- About this exercise:
Look through the data below for the line with "foragers.position[f] = cell;" and the line with "impl<B: SwarmBehavior> SwarmSimBuilder<B>", then output those two and all lines in between, exactly as written.

Saved entries:
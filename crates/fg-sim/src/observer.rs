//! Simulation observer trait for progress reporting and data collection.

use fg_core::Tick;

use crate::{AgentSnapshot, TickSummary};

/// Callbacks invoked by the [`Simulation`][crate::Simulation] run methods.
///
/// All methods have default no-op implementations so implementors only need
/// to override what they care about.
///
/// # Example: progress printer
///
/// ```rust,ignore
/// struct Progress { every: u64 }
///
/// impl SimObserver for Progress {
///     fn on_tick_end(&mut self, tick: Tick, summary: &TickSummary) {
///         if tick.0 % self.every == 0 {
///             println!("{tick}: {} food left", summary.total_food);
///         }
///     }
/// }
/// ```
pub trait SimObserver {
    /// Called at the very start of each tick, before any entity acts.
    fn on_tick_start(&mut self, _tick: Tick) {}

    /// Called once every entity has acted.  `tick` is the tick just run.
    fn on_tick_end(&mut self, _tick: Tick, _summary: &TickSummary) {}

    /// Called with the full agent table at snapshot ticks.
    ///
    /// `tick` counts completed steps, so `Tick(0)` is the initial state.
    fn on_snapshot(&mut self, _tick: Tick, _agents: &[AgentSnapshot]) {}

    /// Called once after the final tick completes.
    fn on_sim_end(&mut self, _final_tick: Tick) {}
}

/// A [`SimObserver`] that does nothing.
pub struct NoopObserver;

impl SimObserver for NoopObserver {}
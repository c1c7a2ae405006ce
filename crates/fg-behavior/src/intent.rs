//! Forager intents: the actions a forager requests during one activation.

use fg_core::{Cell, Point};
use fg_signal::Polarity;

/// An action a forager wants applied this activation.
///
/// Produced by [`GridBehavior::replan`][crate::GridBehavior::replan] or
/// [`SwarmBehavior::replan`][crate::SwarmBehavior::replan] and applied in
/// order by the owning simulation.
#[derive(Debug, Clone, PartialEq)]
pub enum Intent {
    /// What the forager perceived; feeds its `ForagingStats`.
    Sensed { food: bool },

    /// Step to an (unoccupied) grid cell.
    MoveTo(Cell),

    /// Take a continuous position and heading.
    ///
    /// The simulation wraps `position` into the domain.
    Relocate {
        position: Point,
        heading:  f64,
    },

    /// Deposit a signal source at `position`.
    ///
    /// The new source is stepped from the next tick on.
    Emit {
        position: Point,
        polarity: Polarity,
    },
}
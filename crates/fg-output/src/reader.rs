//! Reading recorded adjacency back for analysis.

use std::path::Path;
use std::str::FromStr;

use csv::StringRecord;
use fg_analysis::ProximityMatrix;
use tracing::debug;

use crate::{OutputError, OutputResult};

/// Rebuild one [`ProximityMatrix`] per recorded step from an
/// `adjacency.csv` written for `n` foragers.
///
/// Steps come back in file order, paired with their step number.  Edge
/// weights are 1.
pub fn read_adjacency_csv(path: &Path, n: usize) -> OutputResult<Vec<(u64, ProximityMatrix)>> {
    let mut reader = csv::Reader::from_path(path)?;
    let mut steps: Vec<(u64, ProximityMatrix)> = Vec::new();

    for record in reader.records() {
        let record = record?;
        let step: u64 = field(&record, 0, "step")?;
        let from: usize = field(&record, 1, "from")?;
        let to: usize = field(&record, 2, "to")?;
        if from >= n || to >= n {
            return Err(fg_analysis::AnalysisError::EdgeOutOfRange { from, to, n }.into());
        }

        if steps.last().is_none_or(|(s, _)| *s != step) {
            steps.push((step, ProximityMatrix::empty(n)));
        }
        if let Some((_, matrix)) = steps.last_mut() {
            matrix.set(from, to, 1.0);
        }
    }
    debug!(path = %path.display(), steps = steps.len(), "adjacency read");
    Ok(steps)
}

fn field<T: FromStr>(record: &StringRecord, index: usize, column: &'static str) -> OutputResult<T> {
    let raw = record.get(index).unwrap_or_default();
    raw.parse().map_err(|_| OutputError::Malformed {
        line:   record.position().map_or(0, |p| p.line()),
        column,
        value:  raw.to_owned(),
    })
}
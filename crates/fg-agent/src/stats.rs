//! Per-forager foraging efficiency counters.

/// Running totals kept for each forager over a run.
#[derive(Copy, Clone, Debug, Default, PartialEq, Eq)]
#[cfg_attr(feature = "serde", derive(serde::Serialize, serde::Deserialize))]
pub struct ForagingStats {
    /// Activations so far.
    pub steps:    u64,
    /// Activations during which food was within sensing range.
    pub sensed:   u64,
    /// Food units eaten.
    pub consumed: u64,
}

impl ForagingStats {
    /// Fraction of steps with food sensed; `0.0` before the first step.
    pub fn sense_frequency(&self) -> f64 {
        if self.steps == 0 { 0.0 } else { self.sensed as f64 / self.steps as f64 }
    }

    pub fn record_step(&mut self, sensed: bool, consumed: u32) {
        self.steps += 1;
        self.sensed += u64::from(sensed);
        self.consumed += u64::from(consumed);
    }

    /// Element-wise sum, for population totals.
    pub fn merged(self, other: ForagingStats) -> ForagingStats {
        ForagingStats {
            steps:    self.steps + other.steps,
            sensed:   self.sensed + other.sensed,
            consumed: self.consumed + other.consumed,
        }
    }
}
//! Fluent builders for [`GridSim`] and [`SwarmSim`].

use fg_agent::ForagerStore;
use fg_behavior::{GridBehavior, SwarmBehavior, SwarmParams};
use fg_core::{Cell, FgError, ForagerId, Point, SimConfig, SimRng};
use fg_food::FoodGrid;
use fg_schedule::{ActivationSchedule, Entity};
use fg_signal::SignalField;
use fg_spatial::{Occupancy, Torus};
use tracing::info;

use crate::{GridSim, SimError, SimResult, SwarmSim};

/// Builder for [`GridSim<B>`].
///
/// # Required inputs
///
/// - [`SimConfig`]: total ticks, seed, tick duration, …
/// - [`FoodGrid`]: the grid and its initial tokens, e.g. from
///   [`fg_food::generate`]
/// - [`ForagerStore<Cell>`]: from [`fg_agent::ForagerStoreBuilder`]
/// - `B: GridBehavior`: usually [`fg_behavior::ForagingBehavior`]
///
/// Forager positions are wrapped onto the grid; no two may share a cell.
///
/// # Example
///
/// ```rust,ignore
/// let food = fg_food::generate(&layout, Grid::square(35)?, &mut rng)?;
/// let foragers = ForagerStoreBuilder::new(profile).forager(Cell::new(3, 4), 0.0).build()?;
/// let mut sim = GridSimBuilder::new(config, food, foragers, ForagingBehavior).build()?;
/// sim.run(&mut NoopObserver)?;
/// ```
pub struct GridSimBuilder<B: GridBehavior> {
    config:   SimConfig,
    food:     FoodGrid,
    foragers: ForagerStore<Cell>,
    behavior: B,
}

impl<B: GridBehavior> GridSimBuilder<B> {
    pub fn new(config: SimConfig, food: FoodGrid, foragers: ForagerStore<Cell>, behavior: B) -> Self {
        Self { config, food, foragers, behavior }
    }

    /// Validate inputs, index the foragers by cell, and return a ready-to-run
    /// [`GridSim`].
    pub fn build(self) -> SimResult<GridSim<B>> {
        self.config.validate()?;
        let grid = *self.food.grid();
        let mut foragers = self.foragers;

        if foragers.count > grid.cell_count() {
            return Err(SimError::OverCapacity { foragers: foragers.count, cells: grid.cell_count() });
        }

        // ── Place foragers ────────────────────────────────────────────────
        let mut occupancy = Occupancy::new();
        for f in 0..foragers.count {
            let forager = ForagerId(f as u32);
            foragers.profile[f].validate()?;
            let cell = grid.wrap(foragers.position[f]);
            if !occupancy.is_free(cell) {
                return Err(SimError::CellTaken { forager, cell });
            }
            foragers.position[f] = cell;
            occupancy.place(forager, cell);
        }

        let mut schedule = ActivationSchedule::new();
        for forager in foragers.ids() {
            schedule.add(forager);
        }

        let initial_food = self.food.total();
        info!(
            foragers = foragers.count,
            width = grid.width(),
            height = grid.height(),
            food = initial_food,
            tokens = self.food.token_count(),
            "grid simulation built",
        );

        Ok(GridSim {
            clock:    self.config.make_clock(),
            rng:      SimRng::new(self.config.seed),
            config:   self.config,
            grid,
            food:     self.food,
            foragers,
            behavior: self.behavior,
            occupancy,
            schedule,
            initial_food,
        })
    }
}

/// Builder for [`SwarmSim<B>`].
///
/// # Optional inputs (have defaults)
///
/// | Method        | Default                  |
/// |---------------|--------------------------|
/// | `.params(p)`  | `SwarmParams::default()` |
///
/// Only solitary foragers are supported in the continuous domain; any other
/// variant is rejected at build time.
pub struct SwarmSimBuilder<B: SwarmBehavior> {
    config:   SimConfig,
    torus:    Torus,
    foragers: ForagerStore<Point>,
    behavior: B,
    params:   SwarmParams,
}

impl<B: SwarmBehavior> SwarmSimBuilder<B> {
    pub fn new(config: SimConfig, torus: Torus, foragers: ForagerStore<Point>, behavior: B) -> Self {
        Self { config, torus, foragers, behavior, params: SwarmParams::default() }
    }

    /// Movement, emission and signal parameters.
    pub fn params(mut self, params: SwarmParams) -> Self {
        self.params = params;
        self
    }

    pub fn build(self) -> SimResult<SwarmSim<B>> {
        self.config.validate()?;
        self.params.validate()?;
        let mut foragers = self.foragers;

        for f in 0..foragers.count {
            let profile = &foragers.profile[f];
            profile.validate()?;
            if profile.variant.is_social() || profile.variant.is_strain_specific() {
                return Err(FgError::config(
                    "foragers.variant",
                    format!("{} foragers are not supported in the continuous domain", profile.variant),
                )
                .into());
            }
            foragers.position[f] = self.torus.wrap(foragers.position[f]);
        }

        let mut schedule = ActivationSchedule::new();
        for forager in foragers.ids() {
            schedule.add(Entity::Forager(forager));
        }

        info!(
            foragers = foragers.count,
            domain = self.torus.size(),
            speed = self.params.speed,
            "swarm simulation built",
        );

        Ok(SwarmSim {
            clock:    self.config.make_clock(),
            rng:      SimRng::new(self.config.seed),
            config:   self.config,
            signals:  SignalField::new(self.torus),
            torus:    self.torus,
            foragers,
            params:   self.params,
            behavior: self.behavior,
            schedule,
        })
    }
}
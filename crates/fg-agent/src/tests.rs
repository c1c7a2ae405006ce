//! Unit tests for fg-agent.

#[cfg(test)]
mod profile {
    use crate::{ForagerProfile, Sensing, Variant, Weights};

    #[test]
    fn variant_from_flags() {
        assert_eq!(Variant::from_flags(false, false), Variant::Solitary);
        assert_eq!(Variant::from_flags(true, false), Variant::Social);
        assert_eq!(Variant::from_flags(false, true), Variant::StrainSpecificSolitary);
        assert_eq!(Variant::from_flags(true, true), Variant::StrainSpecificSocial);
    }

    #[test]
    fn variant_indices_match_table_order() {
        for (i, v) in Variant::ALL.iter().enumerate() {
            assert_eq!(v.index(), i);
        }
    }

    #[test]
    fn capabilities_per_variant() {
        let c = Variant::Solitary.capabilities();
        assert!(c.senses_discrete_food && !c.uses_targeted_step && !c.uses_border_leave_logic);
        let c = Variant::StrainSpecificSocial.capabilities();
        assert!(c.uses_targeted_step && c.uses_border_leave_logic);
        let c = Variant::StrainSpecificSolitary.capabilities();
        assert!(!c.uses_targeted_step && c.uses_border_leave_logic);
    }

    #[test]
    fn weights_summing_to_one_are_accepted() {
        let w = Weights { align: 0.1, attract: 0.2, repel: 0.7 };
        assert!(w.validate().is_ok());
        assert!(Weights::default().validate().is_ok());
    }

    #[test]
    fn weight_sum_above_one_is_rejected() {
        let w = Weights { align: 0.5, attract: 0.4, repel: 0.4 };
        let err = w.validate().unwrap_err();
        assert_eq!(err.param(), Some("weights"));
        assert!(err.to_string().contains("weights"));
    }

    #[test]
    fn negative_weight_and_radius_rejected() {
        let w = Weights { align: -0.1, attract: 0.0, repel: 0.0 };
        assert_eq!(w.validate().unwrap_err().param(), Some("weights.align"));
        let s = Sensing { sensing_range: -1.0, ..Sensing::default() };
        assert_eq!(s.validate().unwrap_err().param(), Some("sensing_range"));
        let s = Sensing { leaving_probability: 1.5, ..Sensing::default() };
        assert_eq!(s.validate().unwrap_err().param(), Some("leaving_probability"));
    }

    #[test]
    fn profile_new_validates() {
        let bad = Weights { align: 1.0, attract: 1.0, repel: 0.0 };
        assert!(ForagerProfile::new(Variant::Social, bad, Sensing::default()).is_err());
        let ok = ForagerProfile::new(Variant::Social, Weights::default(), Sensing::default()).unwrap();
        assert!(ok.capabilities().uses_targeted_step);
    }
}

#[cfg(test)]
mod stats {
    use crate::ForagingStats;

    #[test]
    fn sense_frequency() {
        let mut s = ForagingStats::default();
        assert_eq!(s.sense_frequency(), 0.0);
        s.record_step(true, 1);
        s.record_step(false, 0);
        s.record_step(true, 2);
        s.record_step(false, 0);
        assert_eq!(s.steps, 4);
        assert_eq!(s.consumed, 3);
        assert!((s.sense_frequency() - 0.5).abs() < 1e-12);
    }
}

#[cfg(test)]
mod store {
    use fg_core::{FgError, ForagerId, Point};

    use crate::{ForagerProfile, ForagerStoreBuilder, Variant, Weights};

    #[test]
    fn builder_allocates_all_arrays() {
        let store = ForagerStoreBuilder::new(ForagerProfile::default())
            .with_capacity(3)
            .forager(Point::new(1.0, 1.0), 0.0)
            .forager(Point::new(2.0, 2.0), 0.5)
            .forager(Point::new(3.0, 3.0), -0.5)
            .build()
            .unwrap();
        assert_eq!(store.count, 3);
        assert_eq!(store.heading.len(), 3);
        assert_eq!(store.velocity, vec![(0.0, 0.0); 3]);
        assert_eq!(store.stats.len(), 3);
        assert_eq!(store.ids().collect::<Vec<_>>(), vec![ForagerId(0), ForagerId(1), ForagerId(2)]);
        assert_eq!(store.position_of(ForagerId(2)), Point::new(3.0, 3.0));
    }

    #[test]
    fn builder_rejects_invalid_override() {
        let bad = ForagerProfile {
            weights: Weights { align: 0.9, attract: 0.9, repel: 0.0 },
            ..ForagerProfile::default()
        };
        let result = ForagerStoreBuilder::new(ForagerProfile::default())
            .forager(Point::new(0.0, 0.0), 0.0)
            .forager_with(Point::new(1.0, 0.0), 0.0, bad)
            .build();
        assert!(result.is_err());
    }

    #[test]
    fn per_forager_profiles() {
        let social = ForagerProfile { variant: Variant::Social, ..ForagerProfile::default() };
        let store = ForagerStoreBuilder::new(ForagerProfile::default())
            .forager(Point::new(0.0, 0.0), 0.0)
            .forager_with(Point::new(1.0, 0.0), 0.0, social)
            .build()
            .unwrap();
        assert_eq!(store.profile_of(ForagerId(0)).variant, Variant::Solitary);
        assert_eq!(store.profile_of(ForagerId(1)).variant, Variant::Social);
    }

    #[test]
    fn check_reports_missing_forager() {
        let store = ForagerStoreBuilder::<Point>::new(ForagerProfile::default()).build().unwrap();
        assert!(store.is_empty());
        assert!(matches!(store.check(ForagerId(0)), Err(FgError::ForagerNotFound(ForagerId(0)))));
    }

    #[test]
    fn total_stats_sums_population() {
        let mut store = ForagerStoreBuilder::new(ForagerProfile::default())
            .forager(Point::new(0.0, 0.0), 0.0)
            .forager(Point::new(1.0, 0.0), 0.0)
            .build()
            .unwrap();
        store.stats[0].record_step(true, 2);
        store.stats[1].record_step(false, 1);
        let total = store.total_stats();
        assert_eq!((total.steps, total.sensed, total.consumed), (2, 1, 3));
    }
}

- Problem solution:
            foragers.position[f] = cell;
            occupancy.place(forager, cell);
        }

        let mut schedule = ActivationSchedule::new();
        for forager in foragers.ids() {
            schedule.add(forager);
        }

        let initial_food = self.food.total();
        info!(
            foragers = foragers.count,
            width = grid.width(),
            height = grid.height(),
            food = initial_food,
            tokens = self.food.token_count(),
            "grid simulation built",
        );

        Ok(GridSim {
            clock:    self.config.make_clock(),
            rng:      SimRng::new(self.config.seed),
            config:   self.config,
            grid,
            food:     self.food,
            foragers,
            behavior: self.behavior,
            occupancy,
            schedule,
            initial_food,
        })
    }
}

/// Builder for [`SwarmSim<B>`].
///
/// # Optional inputs (have defaults)
///
/// | Method        | Default                  |
/// |---------------|--------------------------|
/// | `.params(p)`  | `SwarmParams::default()` |
///
/// Only solitary foragers are supported in the continuous domain; any other
/// variant is rejected at build time.
pub struct SwarmSimBuilder<B: SwarmBehavior> {
    config:   SimConfig,
    torus:    Torus,
    foragers: ForagerStore<Point>,
    behavior: B,
    params:   SwarmParams,
}

impl<B: SwarmBehavior> SwarmSimBuilder<B> {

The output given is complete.